Industrial hemp comes from the same plant as recreational marijuana, Cannabis Sativa, but they are grown in completely different manners that are easily distinguished, one from the other. When growing marijuana for recreational or medicinal purposes, plants are spaced further apart, similar to tomatoes, and encouraged to grow in a “bushy” manner to encourage the flowering tops. Industrial hemp, on the other hand, is grown closely together and encouraged to grow lanky and tall, similar to corn or wheat, to encourage fibers that are derived from the stems and stalks.
The only exception when it might be a bit trickier to distinguish the two is when the hemp is being grown for seed; it is then grown more comparable to how recreational or medicinal marijuana is grown. These particular plants would be heavily seeded. The seeds are derived from the same plant process as the flowers used in recreational marijuana, except that they are pollinated by a male plant to produce seeds within the flowers.
The federal government makes no distinction between industrial hemp and marijuana. This is particularly ironic since the federal laws defining marijuana specifically exclude the hemp in all its forms:
802 (16) The term ''marihuana'' means all parts of the plant Cannabis sativa L., whether growing or not; the seeds thereof; the resin extracted from any part of such plant; and every compound, manufacture, salt, derivative, mixture, or preparation of such plant, its seeds or resin. Such term does not include the mature stalks of such plant, fiber produced from such stalks, oil or cake made from the seeds of such plant, any other compound, manufacture, salt, derivative, mixture, or preparation of such mature stalks (except the resin extracted therefrom), fiber, oil, or cake, or the sterilized seed of such plant which is incapable of germination.
So while under the actual laws, industrial hemp is not illegal, our government basically looks at what is clearly industrial hemp and says, “We don’t see a difference, that is marijuana” and then threatens to enforce anti-marijuana laws on industrial hemp farmers. How can you defend against the intentionally blind?

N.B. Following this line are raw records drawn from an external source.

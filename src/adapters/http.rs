use std::time::Duration;

use reqwest::Client;
use serde::de::DeserializeOwned;
use serde::Serialize;
use serde_json::Value;

use crate::domain::ports::ProviderError;

pub fn default_client() -> Client {
    Client::builder()
        .user_agent(concat!("card-recommender/", env!("CARGO_PKG_VERSION")))
        .build()
        .unwrap_or_else(|_| Client::new())
}

/// POST `body` as JSON and parse the JSON reply, giving up once `deadline` elapses.
pub(crate) async fn post_json<B>(
    client: &Client,
    url: &str,
    body: &B,
    deadline: Duration,
) -> Result<Value, ProviderError>
where
    B: Serialize + ?Sized,
{
    let call = async {
        let response = client
            .post(url)
            .json(body)
            .send()
            .await
            .map_err(transport_error)?;

        let status = response.status();
        if !status.is_success() {
            return Err(ProviderError::Transport(format!(
                "upstream returned status {}",
                status.as_u16()
            )));
        }

        let text = response.text().await.map_err(transport_error)?;
        serde_json::from_str::<Value>(&text)
            .map_err(|e| ProviderError::InvalidResponse(format!("malformed JSON payload: {e}")))
    };

    match tokio::time::timeout(deadline, call).await {
        Ok(result) => result,
        Err(_) => Err(ProviderError::timeout(deadline)),
    }
}

/// Accept either a bare array of cards or an object wrapping them under `cards`.
pub(crate) fn decode_cards<T: DeserializeOwned>(payload: Value) -> Result<Vec<T>, ProviderError> {
    let list = match payload {
        Value::Array(_) => payload,
        Value::Object(mut fields) => fields.remove("cards").ok_or_else(|| {
            ProviderError::InvalidResponse("response object has no `cards` field".to_string())
        })?,
        other => {
            return Err(ProviderError::InvalidResponse(format!(
                "expected a list of cards, got {}",
                json_kind(&other)
            )))
        }
    };

    serde_json::from_value(list).map_err(|e| ProviderError::InvalidResponse(e.to_string()))
}

fn transport_error(error: reqwest::Error) -> ProviderError {
    if error.is_timeout() {
        ProviderError::Transport(format!("request timeout: {error}"))
    } else if error.is_connect() {
        ProviderError::Transport(format!("connection failed: {error}"))
    } else {
        ProviderError::Transport(format!("request failed: {error}"))
    }
}

fn json_kind(value: &Value) -> &'static str {
    match value {
        Value::Null => "null",
        Value::Bool(_) => "a boolean",
        Value::Number(_) => "a number",
        Value::String(_) => "a string",
        Value::Array(_) => "an array",
        Value::Object(_) => "an object",
    }
}
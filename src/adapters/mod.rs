// Adapters layer: concrete implementations of the domain ports (providers, cache, http).

pub mod cscards;
pub mod http;
pub mod memory_cache;
pub mod scoredcards;

pub use cscards::CsCardsProvider;
pub use memory_cache::MemoryCache;
pub use scoredcards::ScoredCardsProvider;

use rust_decimal::Decimal;

use crate::domain::model::{RawProviderCard, SignalScale};
use crate::domain::ports::ProviderError;

/// Shape-check one advertised card before it leaves the adapter.
pub(crate) fn checked_card(
    provider: &str,
    name: String,
    apr: Decimal,
    signal: Decimal,
    scale: SignalScale,
) -> Result<RawProviderCard, ProviderError> {
    if name.trim().is_empty() {
        return Err(ProviderError::InvalidResponse(format!(
            "{provider} returned a card without a name"
        )));
    }
    if apr < Decimal::ZERO {
        return Err(ProviderError::InvalidResponse(format!(
            "{provider} card '{name}' has negative apr {apr}"
        )));
    }
    if !scale.contains(signal) {
        return Err(ProviderError::InvalidResponse(format!(
            "{provider} card '{name}' has signal {signal} outside 0..={}",
            scale.upper_bound()
        )));
    }

    Ok(RawProviderCard {
        provider: provider.to_string(),
        card_name: name,
        apr,
        raw_signal: signal,
        raw_signal_scale: scale,
    })
}
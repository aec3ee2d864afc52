//! Wiring from configuration to a ready engine.

#[cfg(feature = "server")]
pub mod server;

use std::sync::Arc;

use crate::adapters::{CsCardsProvider, MemoryCache, ScoredCardsProvider};
use crate::config::AppConfig;
use crate::core::aggregator::ProviderAggregator;
use crate::core::orchestrator::RecommendationEngine;
use crate::domain::ports::CardProvider;

pub type Engine = RecommendationEngine<MemoryCache>;

/// Enabled providers in configuration order. The order fixes the order of per-provider reports.
pub fn build_providers(config: &AppConfig) -> Vec<Arc<dyn CardProvider>> {
    let mut providers: Vec<Arc<dyn CardProvider>> = Vec::new();

    if config.providers.cscards.enabled {
        providers.push(Arc::new(CsCardsProvider::new(
            config.providers.cscards.endpoint.clone(),
        )));
    }
    if config.providers.scoredcards.enabled {
        providers.push(Arc::new(ScoredCardsProvider::new(
            config.providers.scoredcards.endpoint.clone(),
        )));
    }

    if providers.is_empty() {
        tracing::warn!("no card providers enabled; every fresh request will return no cards");
    }
    providers
}

pub fn build_cache(config: &AppConfig) -> MemoryCache {
    if !config.cache.enabled {
        return MemoryCache::disabled();
    }
    match config.cache.max_entries {
        Some(max_entries) => MemoryCache::with_max_entries(max_entries),
        None => MemoryCache::new(),
    }
}

pub fn build_engine(config: &AppConfig) -> Engine {
    let providers = build_providers(config);
    tracing::info!(
        providers = providers.len(),
        cache_enabled = config.cache.enabled,
        timeout_ms = config.providers.timeout_ms,
        "recommendation engine configured"
    );
    RecommendationEngine::new(
        build_cache(config),
        ProviderAggregator::new(providers),
        config.engine_settings(),
    )
}
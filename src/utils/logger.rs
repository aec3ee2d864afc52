use tracing_subscriber::{layer::SubscriberExt, util::SubscriberInitExt, EnvFilter};

use crate::config::LoggingConfig;

/// Initialise logging from the `[logging]` table. `--verbose` raises the crate to debug.
pub fn init_from_config(config: &LoggingConfig, verbose: bool) {
    let directive = if verbose {
        format!("card_recommender=debug,{}", config.level)
    } else {
        config.level.clone()
    };
    let filter = EnvFilter::try_from_default_env().unwrap_or_else(|_| EnvFilter::new(directive));

    match config.format.as_str() {
        "json" => tracing_subscriber::registry()
            .with(filter)
            .with(
                tracing_subscriber::fmt::layer()
                    .with_target(true)
                    .with_thread_ids(false)
                    .json(),
            )
            .init(),
        _ => tracing_subscriber::registry()
            .with(filter)
            .with(compact_layer())
            .init(),
    }
}

fn compact_layer<S>() -> impl tracing_subscriber::Layer<S>
where
    S: tracing::Subscriber + for<'a> tracing_subscriber::registry::LookupSpan<'a>,
{
    tracing_subscriber::fmt::layer()
        .with_target(false)
        .with_thread_ids(false)
        .with_file(false)
        .with_line_number(false)
        .compact()
}
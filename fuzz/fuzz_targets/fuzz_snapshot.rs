#![no_main]

use handle_ipc::Directory;
use libfuzzer_sys::fuzz_target;

fuzz_target!(|data: &[u8]| {
    // Whatever parses must serialize back to an equivalent directory
    if let Ok(text) = std::str::from_utf8(data) {
        if let Ok(directory) = Directory::parse(text) {
            let reparsed = Directory::parse(&directory.to_snapshot());
            assert_eq!(reparsed.ok(), Some(directory));
        }
    }
});
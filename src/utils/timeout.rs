//! Timeout constants and async timeout wrappers.

use std::future::Future;
use std::net::SocketAddr;
use std::time::Duration;

use tokio::net::TcpStream;
use tracing::debug;

use crate::error::{IpcError, Result};

/// Bound on a single TCP connect (sender fan-out, service client, liveness probe)
pub const DEFAULT_TIMEOUT: Duration = Duration::from_secs(10);

/// Interval between two liveness sweeps of the directory service
pub const SWEEP_INTERVAL: Duration = Duration::from_secs(60);

/// How long shutdown waits for open connections before giving up on them
pub const SHUTDOWN_TIMEOUT: Duration = Duration::from_secs(10);

/// Run a future and map an elapsed deadline to `IpcError::Timeout`
pub async fn with_timeout_error<F, T>(future: F, duration: Duration) -> Result<T>
where
    F: Future<Output = Result<T>>,
{
    match tokio::time::timeout(duration, future).await {
        Ok(result) => result,
        Err(_) => Err(IpcError::Timeout),
    }
}

/// Connect to `addr`, failing with `IpcError::Timeout` once `duration` has elapsed.
pub async fn connect_with_timeout(addr: SocketAddr, duration: Duration) -> Result<TcpStream> {
    debug!(peer = %addr, timeout_ms = duration.as_millis() as u64, "Connecting");
    with_timeout_error(
        async {
            let stream = TcpStream::connect(addr).await?;
            stream.set_nodelay(true)?;
            Ok(stream)
        },
        duration,
    )
    .await
}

In the 1990’s, when Colorado’s legislature was looking at a bill to distinguish between marijuana and hemp, all legislators received a faxed letter just two hours before the final hearing to approve the bill. The letter was from the Special Agent in Charge of the DEA in Colorado, Phillip Perry, who threatened enforcement of federal drug laws on any farmers that might grow hemp if this law was passed. He claimed that passage of the bill “would have the effect of leading otherwise law abiding farmers down the road to the commission of a felony, under the color of a seriously misguided state statute. If even one honest farmer faces such a dilemma, it would be an insupportable miscarriage of justice.”
While clearly trying to make legislators feel responsible for any future legal action that would be taken against farmers if the bill was passed and refusing to distinguish between marijuana and industrial hemp, he claimed that allowing industrial hemp cultivation would “add the force of a Colorado statute to the perception that marijuana is ‘OK.’” Further, he claimed that industrial hemp was an “illegal drug” itself:
And let us be clear that what we are talking about in this Bill is marijuana. Calling it "hemp" on the basis of an artificial threshold level of psychoactive ingredient does not erase the fact that it is botanically and legally the same plant. An illegal drug by any other name is still an illegal drug.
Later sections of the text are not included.